//! Debug logging decorators.
//!
//! Each wrapper forwards to the real component and logs the call at `debug`
//! level. They are wired in by the bootstrap code when debug logging is enabled,
//! so production paths pay nothing when it is off.

use tracing::{debug, warn};

use catalog_core::MessageId;
use catalog_events::{
    Command, CommandError, CommandHandler, DomainEvent, Envelope, MessageQueue, ProjectionError,
    Projector, QueueError,
};

/// Logs every add and pop of the wrapped queue.
#[derive(Debug, Clone)]
pub struct LoggingQueue<Q> {
    name: &'static str,
    inner: Q,
}

impl<Q> LoggingQueue<Q> {
    pub fn new(name: &'static str, inner: Q) -> Self {
        Self { name, inner }
    }

    pub fn into_inner(self) -> Q {
        self.inner
    }
}

impl<M, Q> MessageQueue<M> for LoggingQueue<Q>
where
    Q: MessageQueue<M>,
    M: core::fmt::Debug,
{
    fn add(&self, message: M) -> Result<MessageId, QueueError> {
        let described = format!("{message:?}");
        match self.inner.add(message) {
            Ok(id) => {
                debug!(queue = self.name, message_id = %id, message = %described, "message added");
                Ok(id)
            }
            Err(err) => {
                warn!(queue = self.name, message = %described, error = %err, "add failed");
                Err(err)
            }
        }
    }

    fn len(&self) -> Result<usize, QueueError> {
        self.inner.len()
    }

    fn pop(&self) -> Result<Option<Envelope<M>>, QueueError> {
        let popped = self.inner.pop()?;
        if let Some(env) = &popped {
            debug!(
                queue = self.name,
                message_id = %env.message_id(),
                enqueued_at = %env.enqueued_at(),
                message = ?env.message(),
                "message popped"
            );
        }
        Ok(popped)
    }
}

/// Logs every projection, its outcome and the commands it produced.
#[derive(Debug, Clone)]
pub struct LoggingProjector<P> {
    inner: P,
}

impl<P> LoggingProjector<P> {
    pub fn new(inner: P) -> Self {
        Self { inner }
    }
}

impl<P: Projector> Projector for LoggingProjector<P> {
    fn code(&self) -> &str {
        self.inner.code()
    }

    fn event_type(&self) -> &str {
        self.inner.event_type()
    }

    fn project(&self, event: &DomainEvent) -> Result<Vec<Command>, ProjectionError> {
        debug!(
            projector_code = self.inner.code(),
            event_type = event.event_type(),
            data_version = %event.data_version(),
            "projecting event"
        );
        let result = self.inner.project(event);
        match &result {
            Ok(commands) => debug!(
                projector_code = self.inner.code(),
                commands = commands.len(),
                "projection finished"
            ),
            Err(err) => debug!(projector_code = self.inner.code(), error = %err, "projection failed"),
        }
        result
    }
}

/// Logs every command handled and its outcome.
#[derive(Debug, Clone)]
pub struct LoggingCommandHandler<H> {
    inner: H,
}

impl<H> LoggingCommandHandler<H> {
    pub fn new(inner: H) -> Self {
        Self { inner }
    }
}

impl<H: CommandHandler> CommandHandler for LoggingCommandHandler<H> {
    fn command_type(&self) -> &str {
        self.inner.command_type()
    }

    fn handle(&self, command: &Command) -> Result<(), CommandError> {
        debug!(
            command_type = command.command_type(),
            parameters = %command.parameters(),
            "handling command"
        );
        let result = self.inner.handle(command);
        if let Err(err) = &result {
            debug!(command_type = command.command_type(), error = %err, "command failed");
        }
        result
    }
}
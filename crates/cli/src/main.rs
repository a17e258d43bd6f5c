//! `trigger-projection`: enqueue an artifact-update request for a template and
//! optionally drain both pipeline queues once.
//!
//! - `trigger-projection --list` prints the available template IDs
//! - `trigger-projection header` enqueues a request for the `header` template
//! - `trigger-projection -p header` enqueues it and processes the queues

use std::process::ExitCode;

use anyhow::Context;
use clap::Parser;
use tracing::warn;

use catalog_events::DrainSummary;
use catalog_infra::{PipelineConfig, Stage};
use catalog_observability::LogFormat;

mod args;
mod bootstrap;
mod templates;

use args::Args;

fn main() -> anyhow::Result<ExitCode> {
    let args = Args::parse();
    catalog_observability::init_with(LogFormat::Pretty);

    let config = PipelineConfig::from_env().context("invalid pipeline configuration")?;

    if args.list {
        println!("Available template IDs:");
        println!("{}", bootstrap::template_codes(&config, &args.templates)?.join("\n"));
        return Ok(ExitCode::SUCCESS);
    }

    let Some(template_id) = args.template_id.as_deref() else {
        anyhow::bail!("a template ID is required (use --list to see them)");
    };
    let dispatcher = bootstrap::dispatcher(&config, &args.templates, &args.output)?;
    dispatcher.submit(template_id, args.payload.as_str())?;

    if !args.process_queues {
        return Ok(ExitCode::SUCCESS);
    }

    let report = dispatcher.process_queues_with(&mut |stage| match stage {
        Stage::Commands => println!("Processing command queue..."),
        Stage::DomainEvents => println!("Processing domain event queue..."),
    })?;

    let failed = summarize("command", &report.commands) + summarize("domain event", &report.events);
    if failed > 0 {
        return Ok(ExitCode::FAILURE);
    }
    Ok(ExitCode::SUCCESS)
}

fn summarize(queue: &str, summary: &DrainSummary) -> usize {
    for failure in &summary.failures {
        warn!(queue, message_id = ?failure.message_id, error = %failure.failure, "message failed");
    }
    if !summary.is_clean() {
        eprintln!(
            "{} of {} {queue} message(s) failed; they were removed from the queue",
            summary.failed(),
            summary.attempted
        );
    }
    summary.failed()
}
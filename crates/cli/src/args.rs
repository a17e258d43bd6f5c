use std::path::PathBuf;

use clap::Parser;

/// Request regeneration of a template artifact through the import pipeline.
///
/// Queue backend, data-version file and logging are configured through the
/// `CATALOG_*` environment variables.
#[derive(Debug, Parser)]
#[command(name = "trigger-projection")]
#[command(version)]
#[command(about = "Enqueue a template projection and optionally process the queues")]
pub struct Args {
    /// List available template IDs
    #[arg(short, long)]
    pub list: bool,

    /// Process the command queue and then the domain event queue once each
    #[arg(short = 'p', long = "process-queues")]
    pub process_queues: bool,

    /// Source data handed to the projector
    #[arg(long, default_value = "")]
    pub payload: String,

    /// Directory whose files are the available templates (ID = file stem)
    #[arg(long, env = "CATALOG_TEMPLATE_DIR", default_value = "templates")]
    pub templates: PathBuf,

    /// Directory rendered templates are written to
    #[arg(long, env = "CATALOG_OUTPUT_DIR", default_value = "var/output")]
    pub output: PathBuf,

    /// Template ID
    #[arg(value_name = "TEMPLATE_ID", required_unless_present = "list")]
    pub template_id: Option<String>,
}

#[cfg(test)]
mod tests {
    use clap::CommandFactory;

    use super::*;

    #[test]
    fn command_definition_is_consistent() {
        Args::command().debug_assert();
    }

    #[test]
    fn parses_short_flags_and_template_id() {
        let args = Args::try_parse_from(["trigger-projection", "-p", "header"]).unwrap();
        assert!(args.process_queues);
        assert!(!args.list);
        assert_eq!(args.template_id.as_deref(), Some("header"));
        assert_eq!(args.payload, "");
    }

    #[test]
    fn list_does_not_need_a_template_id() {
        let args = Args::try_parse_from(["trigger-projection", "--list"]).unwrap();
        assert!(args.list);
        assert!(args.template_id.is_none());
    }

    #[test]
    fn template_id_is_required_otherwise() {
        assert!(Args::try_parse_from(["trigger-projection", "--process-queues"]).is_err());
    }
}
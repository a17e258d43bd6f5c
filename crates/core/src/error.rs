//! Domain error model.

use thiserror::Error;

/// Result type used across the value layer.
pub type DomainResult<T> = Result<T, DomainError>;

/// Domain-level error.
///
/// Keep this focused on deterministic validation failures of values supplied
/// by callers or collaborators. Storage and transport failures belong elsewhere.
#[derive(Debug, Error, Clone, PartialEq, Eq)]
pub enum DomainError {
    /// A data version token was empty or malformed.
    #[error("invalid data version: {0}")]
    InvalidVersion(String),

    /// An identifier was invalid (e.g. parse failure).
    #[error("invalid identifier: {0}")]
    InvalidId(String),
}

impl DomainError {
    pub fn invalid_version(msg: impl Into<String>) -> Self {
        Self::InvalidVersion(msg.into())
    }

    pub fn invalid_id(msg: impl Into<String>) -> Self {
        Self::InvalidId(msg.into())
    }
}
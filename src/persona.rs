//! Agent persona responses.
//!
//! A thin call-through to an OpenAI-compatible chat completion endpoint. When
//! no key is configured or the call fails, a fixed template answers instead,
//! so [`PersonaGenerator::generate`] always produces text.

use std::sync::Arc;

use async_trait::async_trait;
use reqwest::Client;
use secrecy::ExposeSecret;
use serde::{Deserialize, Serialize};

use crate::config::PersonaConfig;
use crate::error::PersonaError;
use crate::network::NetworkDescriptor;

const EMPTY_COMPLETION_REPLY: &str = "I apologize, but I could not generate a response.";

/// Produces an in-character reply for a named agent.
#[async_trait]
pub trait PersonaGenerator: Send + Sync {
    async fn generate(&self, agent_name: &str, bio_lines: &[String], user_message: &str) -> String;
}

#[derive(Debug, Serialize)]
struct ChatMessage<'a> {
    role: &'a str,
    content: &'a str,
}

#[derive(Debug, Serialize)]
struct ChatCompletionRequest<'a> {
    model: &'a str,
    messages: [ChatMessage<'a>; 2],
    temperature: f32,
    max_tokens: u32,
}

#[derive(Debug, Deserialize)]
struct ChatCompletionResponse {
    #[serde(default)]
    choices: Vec<ChatChoice>,
}

#[derive(Debug, Deserialize)]
struct ChatChoice {
    message: ChatChoiceMessage,
}

#[derive(Debug, Deserialize)]
struct ChatChoiceMessage {
    #[serde(default)]
    content: Option<String>,
}

/// Persona generator backed by a chat completion API.
pub struct CompletionPersona {
    config: PersonaConfig,
    network: Arc<NetworkDescriptor>,
    client: Client,
}

impl CompletionPersona {
    pub fn new(config: PersonaConfig, network: Arc<NetworkDescriptor>) -> Self {
        if !config.has_api_key() {
            tracing::warn!("completion API key is not set; persona replies use fallback templates");
        }
        let client = Client::builder()
            .timeout(config.timeout)
            .build()
            .unwrap_or_else(|_| Client::new());
        Self {
            config,
            network,
            client,
        }
    }

    pub fn system_prompt(&self, agent_name: &str, bio_lines: &[String]) -> String {
        let bio = bio_lines.join(" ");
        let currency = self.network.native_currency();
        format!(
            "You are {agent_name}, a DeFi assistant. {bio}\n\
             You specialize in helping users with cryptocurrency and decentralized finance tasks.\n\
             You are knowledgeable about the {} blockchain (chainID: {}, Currency: {}).\n\
             Always be helpful, concise, and stay in character.",
            self.network.name(),
            self.network.numeric_id(),
            currency.symbol,
        )
    }

    /// One completion call. `Ok(None)` when the first choice carries no text;
    /// a response without any choice is an error.
    pub async fn complete(
        &self,
        system_prompt: &str,
        user_message: &str,
    ) -> Result<Option<String>, PersonaError> {
        let api_key = self
            .config
            .api_key
            .as_ref()
            .filter(|key| !key.expose_secret().is_empty())
            .ok_or(PersonaError::MissingApiKey)?;

        let body = ChatCompletionRequest {
            model: &self.config.model,
            messages: [
                ChatMessage {
                    role: "system",
                    content: system_prompt,
                },
                ChatMessage {
                    role: "user",
                    content: user_message,
                },
            ],
            temperature: self.config.temperature,
            max_tokens: self.config.max_tokens,
        };

        let url = format!("{}/chat/completions", self.config.base_url);
        let response = self
            .client
            .post(&url)
            .bearer_auth(api_key.expose_secret())
            .json(&body)
            .send()
            .await?;

        let status = response.status();
        if !status.is_success() {
            return Err(PersonaError::Status {
                status: status.as_u16(),
            });
        }

        let parsed: ChatCompletionResponse = response
            .json()
            .await
            .map_err(|e| PersonaError::InvalidResponse(e.to_string()))?;
        let choice = parsed
            .choices
            .into_iter()
            .next()
            .ok_or_else(|| PersonaError::InvalidResponse("no choices returned".to_string()))?;
        Ok(choice.message.content.filter(|content| !content.is_empty()))
    }
}

#[async_trait]
impl PersonaGenerator for CompletionPersona {
    async fn generate(&self, agent_name: &str, bio_lines: &[String], user_message: &str) -> String {
        if !self.config.has_api_key() {
            return fallback_response(agent_name, user_message, &self.network);
        }

        let system_prompt = self.system_prompt(agent_name, bio_lines);
        match self.complete(&system_prompt, user_message).await {
            Ok(Some(content)) => content,
            Ok(None) => EMPTY_COMPLETION_REPLY.to_string(),
            Err(e) => {
                tracing::error!(agent = agent_name, "completion request failed: {e}");
                fallback_response(agent_name, user_message, &self.network)
            }
        }
    }
}

/// Canned reply used when the completion API is unavailable.
pub fn fallback_response(
    agent_name: &str,
    user_message: &str,
    network: &NetworkDescriptor,
) -> String {
    let lowered = user_message.to_lowercase();
    let symbol = &network.native_currency().symbol;
    let greets = lowered.contains("hello")
        || lowered
            .split(|c: char| !c.is_alphanumeric())
            .any(|word| word == "hi");

    if greets {
        format!(
            "Hello! I'm {agent_name}, a DeFi assistant specialized in the {} blockchain. \
             I can help you with tasks like checking balances, transferring tokens, and providing \
             information about the {symbol} currency. How can I assist you today?",
            network.name()
        )
    } else if lowered.contains("what can you do") {
        format!(
            "As {agent_name}, I can help you with various DeFi operations on the {} blockchain \
             (chainID: {}), including:\n\n\
             1. Providing information about {symbol} tokens and their current market status\n\
             2. Explaining how to transfer tokens between wallets\n\
             3. Guiding you through swapping tokens on decentralized exchanges\n\
             4. Helping you understand yield farming and staking opportunities\n\
             5. Explaining blockchain concepts in simple terms\n\n\
             What specific DeFi task would you like help with today?",
            network.name(),
            network.numeric_id()
        )
    } else {
        format!(
            "I understand you're asking about \"{user_message}\". As a DeFi assistant for the {} \
             blockchain, I'd be happy to help with this. Could you provide more details about \
             what you're trying to accomplish so I can give you the most relevant information?",
            network.name()
        )
    }
}

#[cfg(test)]
mod tests {
    use super::*;
    use axum::http::StatusCode;
    use axum::routing::post;
    use axum::{Json, Router};
    use secrecy::SecretString;
    use serde_json::{Value, json};

    fn codex() -> Arc<NetworkDescriptor> {
        Arc::new(NetworkDescriptor::open_campus_codex().clone())
    }

    async fn serve(router: Router) -> String {
        let listener = tokio::net::TcpListener::bind("127.0.0.1:0")
            .await
            .expect("bind");
        let addr = listener.local_addr().expect("local addr");
        tokio::spawn(async move {
            let _ = axum::serve(listener, router).await;
        });
        format!("http://{addr}")
    }

    fn config_for(base_url: String) -> PersonaConfig {
        PersonaConfig {
            api_key: Some(SecretString::from("sk-test".to_string())),
            base_url,
            ..PersonaConfig::default()
        }
    }

    #[test]
    fn fallback_picks_template_by_message() {
        let network = codex();
        let greeting = fallback_response("Ada", "Hi there", &network);
        assert!(greeting.starts_with("Hello! I'm Ada"));
        assert!(greeting.contains("EDU"));

        let capabilities = fallback_response("Ada", "So, what can you do?", &network);
        assert!(capabilities.contains("chainID: 656476"));

        let echo = fallback_response("Ada", "Bridge my tokens", &network);
        assert!(echo.contains("\"Bridge my tokens\""));

        // "this" contains "hi" but is not a greeting.
        let not_greeting = fallback_response("Ada", "Explain this pool", &network);
        assert!(not_greeting.starts_with("I understand"));
    }

    #[test]
    fn system_prompt_names_the_target_network() {
        let persona = CompletionPersona::new(PersonaConfig::default(), codex());
        let prompt = persona.system_prompt(
            "Ada",
            &["Calm.".to_string(), "Precise.".to_string()],
        );
        assert!(prompt.starts_with("You are Ada, a DeFi assistant. Calm. Precise."));
        assert!(prompt.contains("Open Campus Codex blockchain (chainID: 656476, Currency: EDU)"));
    }

    #[tokio::test]
    async fn missing_key_uses_fallback_without_network() {
        let persona = CompletionPersona::new(PersonaConfig::default(), codex());
        let reply = persona.generate("Ada", &[], "hello").await;
        assert!(reply.starts_with("Hello! I'm Ada"));
        assert!(matches!(
            persona.complete("system", "hello").await,
            Err(PersonaError::MissingApiKey)
        ));
    }

    #[tokio::test]
    async fn completion_content_is_returned() {
        let router = Router::new().route(
            "/chat/completions",
            post(|Json(body): Json<Value>| async move {
                assert_eq!(body["model"], json!("gpt-3.5-turbo"));
                assert_eq!(body["messages"][1]["content"], json!("gm"));
                assert_eq!(body["max_tokens"], json!(500));
                Json(json!({"choices": [{"message": {"role": "assistant", "content": "gm from Ada"}}]}))
            }),
        );
        let base_url = serve(router).await;
        let persona = CompletionPersona::new(config_for(base_url), codex());

        assert_eq!(persona.generate("Ada", &[], "gm").await, "gm from Ada");
    }

    #[tokio::test]
    async fn empty_completion_gets_apology() {
        let router = Router::new().route(
            "/chat/completions",
            post(|| async { Json(json!({"choices": [{"message": {"content": null}}]})) }),
        );
        let base_url = serve(router).await;
        let persona = CompletionPersona::new(config_for(base_url), codex());

        assert_eq!(
            persona.generate("Ada", &[], "gm").await,
            EMPTY_COMPLETION_REPLY
        );
    }

    #[tokio::test]
    async fn missing_choices_fall_back_to_template() {
        let router = Router::new().route(
            "/chat/completions",
            post(|| async { Json(json!({"choices": []})) }),
        );
        let base_url = serve(router).await;
        let persona = CompletionPersona::new(config_for(base_url), codex());

        assert!(matches!(
            persona.complete("system", "hello").await,
            Err(PersonaError::InvalidResponse(_))
        ));
        let reply = persona.generate("Ada", &[], "hello").await;
        assert!(reply.starts_with("Hello! I'm Ada"));
    }

    #[tokio::test]
    async fn api_failure_falls_back_to_template() {
        let router = Router::new().route(
            "/chat/completions",
            post(|| async { (StatusCode::INTERNAL_SERVER_ERROR, "upstream down") }),
        );
        let base_url = serve(router).await;
        let persona = CompletionPersona::new(config_for(base_url), codex());

        let reply = persona.generate("Ada", &[], "what can you do").await;
        assert!(reply.starts_with("As Ada"));
    }
}
use std::str::FromStr;

use crate::error::ConfigError;

/// Read an env var, treating unset and blank the same. Surrounding quotes
/// left over from `.env` files are stripped.
pub(crate) fn optional_env(key: &str) -> Result<Option<String>, ConfigError> {
    match std::env::var(key) {
        Ok(value) => {
            let normalized = normalize_env_value(&value);
            if normalized.is_empty() {
                Ok(None)
            } else {
                Ok(Some(normalized))
            }
        }
        Err(std::env::VarError::NotPresent) => Ok(None),
        Err(e) => Err(ConfigError::ParseError(format!(
            "failed to read {key}: {e}"
        ))),
    }
}

/// Read and parse an env var, naming the key in the error.
pub(crate) fn parse_optional_env<T>(key: &str, expected: &str) -> Result<Option<T>, ConfigError>
where
    T: FromStr,
    T::Err: std::fmt::Display,
{
    optional_env(key)?
        .map(|s| s.parse::<T>())
        .transpose()
        .map_err(|e| ConfigError::InvalidValue {
            key: key.to_string(),
            message: format!("must be {expected}: {e}"),
        })
}

/// Require an absolute http(s) URL.
pub(crate) fn validate_http_url(key: &str, value: &str) -> Result<(), ConfigError> {
    let parsed = url::Url::parse(value).map_err(|e| ConfigError::InvalidValue {
        key: key.to_string(),
        message: format!("must be a valid URL: {e}"),
    })?;
    match parsed.scheme() {
        "http" | "https" => Ok(()),
        other => Err(ConfigError::InvalidValue {
            key: key.to_string(),
            message: format!("expected an http or https URL, got scheme '{other}'"),
        }),
    }
}

fn normalize_env_value(raw: &str) -> String {
    let trimmed = raw.trim();
    let maybe_unquoted = trimmed
        .strip_prefix('"')
        .and_then(|inner| inner.strip_suffix('"'))
        .or_else(|| {
            trimmed
                .strip_prefix('\'')
                .and_then(|inner| inner.strip_suffix('\''))
        })
        .unwrap_or(trimmed);
    maybe_unquoted.trim().to_string()
}

#[cfg(test)]
mod tests {
    use super::*;

    #[test]
    fn env_values_are_unquoted() {
        assert_eq!(normalize_env_value("  \"abc\" "), "abc");
        assert_eq!(normalize_env_value("'abc'"), "abc");
        assert_eq!(normalize_env_value("\"abc"), "\"abc");
    }

    #[test]
    fn urls_must_be_http() {
        assert!(validate_http_url("X", "https://rpc.example").is_ok());
        assert!(validate_http_url("X", "ws://rpc.example").is_err());
        assert!(validate_http_url("X", "not a url").is_err());
    }
}
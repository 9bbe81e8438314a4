use clap::Parser;

use codexlink::bootstrap::load_codexlink_env;
use codexlink::cli::{Cli, init_logging, run};

#[tokio::main]
async fn main() -> anyhow::Result<()> {
    load_codexlink_env();
    let cli = Cli::parse();
    init_logging(cli.verbose, cli.log_json);

    let code = run(cli).await?;
    if code != 0 {
        std::process::exit(code);
    }
    Ok(())
}
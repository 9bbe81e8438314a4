//! RPC endpoint probe for the target network.
//!
//! Asks the descriptor's RPC endpoint for `eth_chainId` and checks it against
//! the descriptor's numeric id, so a misconfigured network definition is
//! caught before a wallet is asked to add it.

use std::error::Error as _;
use std::time::Duration;

use serde::{Deserialize, Serialize};
use serde_json::{Value, json};

use crate::network::{NetworkDescriptor, decode_chain_id};

/// Typed probe outcome for operator surfaces.
#[derive(Debug, Clone, Copy, PartialEq, Eq, Serialize, Deserialize)]
#[serde(rename_all = "snake_case")]
pub enum RpcProbeState {
    Matched,
    Mismatched,
    InvalidUrl,
    Timeout,
    ConnectFailure,
    HttpFailure,
    InvalidResponse,
}

impl RpcProbeState {
    pub fn as_str(self) -> &'static str {
        match self {
            Self::Matched => "matched",
            Self::Mismatched => "mismatched",
            Self::InvalidUrl => "invalid_url",
            Self::Timeout => "timeout",
            Self::ConnectFailure => "connect_failure",
            Self::HttpFailure => "http_failure",
            Self::InvalidResponse => "invalid_response",
        }
    }

    pub fn is_healthy(self) -> bool {
        matches!(self, Self::Matched)
    }
}

/// Probe result for one RPC endpoint.
#[derive(Debug, Clone, Serialize, Deserialize)]
pub struct RpcProbe {
    pub url: String,
    pub state: RpcProbeState,
    pub detail: String,
    pub reported_chain_id: Option<u64>,
    pub http_status: Option<u16>,
}

impl RpcProbe {
    fn failed(url: &str, state: RpcProbeState, detail: impl Into<String>) -> Self {
        Self {
            url: url.to_string(),
            state,
            detail: detail.into(),
            reported_chain_id: None,
            http_status: None,
        }
    }

    pub fn is_healthy(&self) -> bool {
        self.state.is_healthy()
    }
}

/// Probe the network's RPC endpoint with a JSON-RPC `eth_chainId` call.
pub async fn probe_rpc_endpoint(network: &NetworkDescriptor, timeout: Duration) -> RpcProbe {
    let url = network.rpc_url();
    if reqwest::Url::parse(url).is_err() {
        return RpcProbe::failed(url, RpcProbeState::InvalidUrl, "URL parse failed");
    }

    let client = match reqwest::Client::builder().timeout(timeout).build() {
        Ok(client) => client,
        Err(error) => {
            return RpcProbe::failed(
                url,
                RpcProbeState::ConnectFailure,
                format!("HTTP client init failed: {error}"),
            );
        }
    };

    let body = json!({"jsonrpc": "2.0", "id": 1, "method": "eth_chainId", "params": []});
    let response = match client.post(url).json(&body).send().await {
        Ok(response) => response,
        Err(error) => {
            return RpcProbe::failed(url, classify_transport_error(&error), error.to_string());
        }
    };

    let status = response.status();
    if !status.is_success() {
        return RpcProbe {
            http_status: Some(status.as_u16()),
            ..RpcProbe::failed(
                url,
                RpcProbeState::HttpFailure,
                format!("HTTP {}", status.as_u16()),
            )
        };
    }

    let payload: Value = match response.json().await {
        Ok(payload) => payload,
        Err(error) => {
            return RpcProbe::failed(
                url,
                RpcProbeState::InvalidResponse,
                format!("response is not JSON: {error}"),
            );
        }
    };

    let mut probe = classify_chain_id_payload(network, &payload, url);
    probe.http_status = Some(status.as_u16());
    probe
}

fn classify_chain_id_payload(network: &NetworkDescriptor, payload: &Value, url: &str) -> RpcProbe {
    if let Some(error) = payload.get("error") {
        return RpcProbe::failed(
            url,
            RpcProbeState::InvalidResponse,
            format!("JSON-RPC error: {error}"),
        );
    }

    let Some(raw) = payload.get("result").and_then(Value::as_str) else {
        return RpcProbe::failed(
            url,
            RpcProbeState::InvalidResponse,
            "missing string result",
        );
    };

    match decode_chain_id(raw) {
        Ok(chain_id) if network.matches(chain_id) => RpcProbe {
            url: url.to_string(),
            state: RpcProbeState::Matched,
            detail: format!("chain id {chain_id} ({raw})"),
            reported_chain_id: Some(chain_id),
            http_status: None,
        },
        Ok(chain_id) => RpcProbe {
            url: url.to_string(),
            state: RpcProbeState::Mismatched,
            detail: format!(
                "endpoint reports chain id {chain_id}, expected {}",
                network.numeric_id()
            ),
            reported_chain_id: Some(chain_id),
            http_status: None,
        },
        Err(reason) => RpcProbe::failed(url, RpcProbeState::InvalidResponse, reason),
    }
}

fn classify_transport_error(error: &reqwest::Error) -> RpcProbeState {
    if error.is_timeout() {
        return RpcProbeState::Timeout;
    }

    let mut source = error.source();
    while let Some(err) = source {
        if err.downcast_ref::<std::io::Error>().is_some() {
            return RpcProbeState::ConnectFailure;
        }
        source = err.source();
    }

    if error.is_connect() {
        RpcProbeState::ConnectFailure
    } else {
        RpcProbeState::HttpFailure
    }
}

☆ ☆ ☆ ☆ ☆

Work instructions.
Copy here each line of the preceding records with "SecretString" in it.

Task result.
    use secrecy::SecretString;
            api_key: Some(SecretString::from("sk-test".to_string())),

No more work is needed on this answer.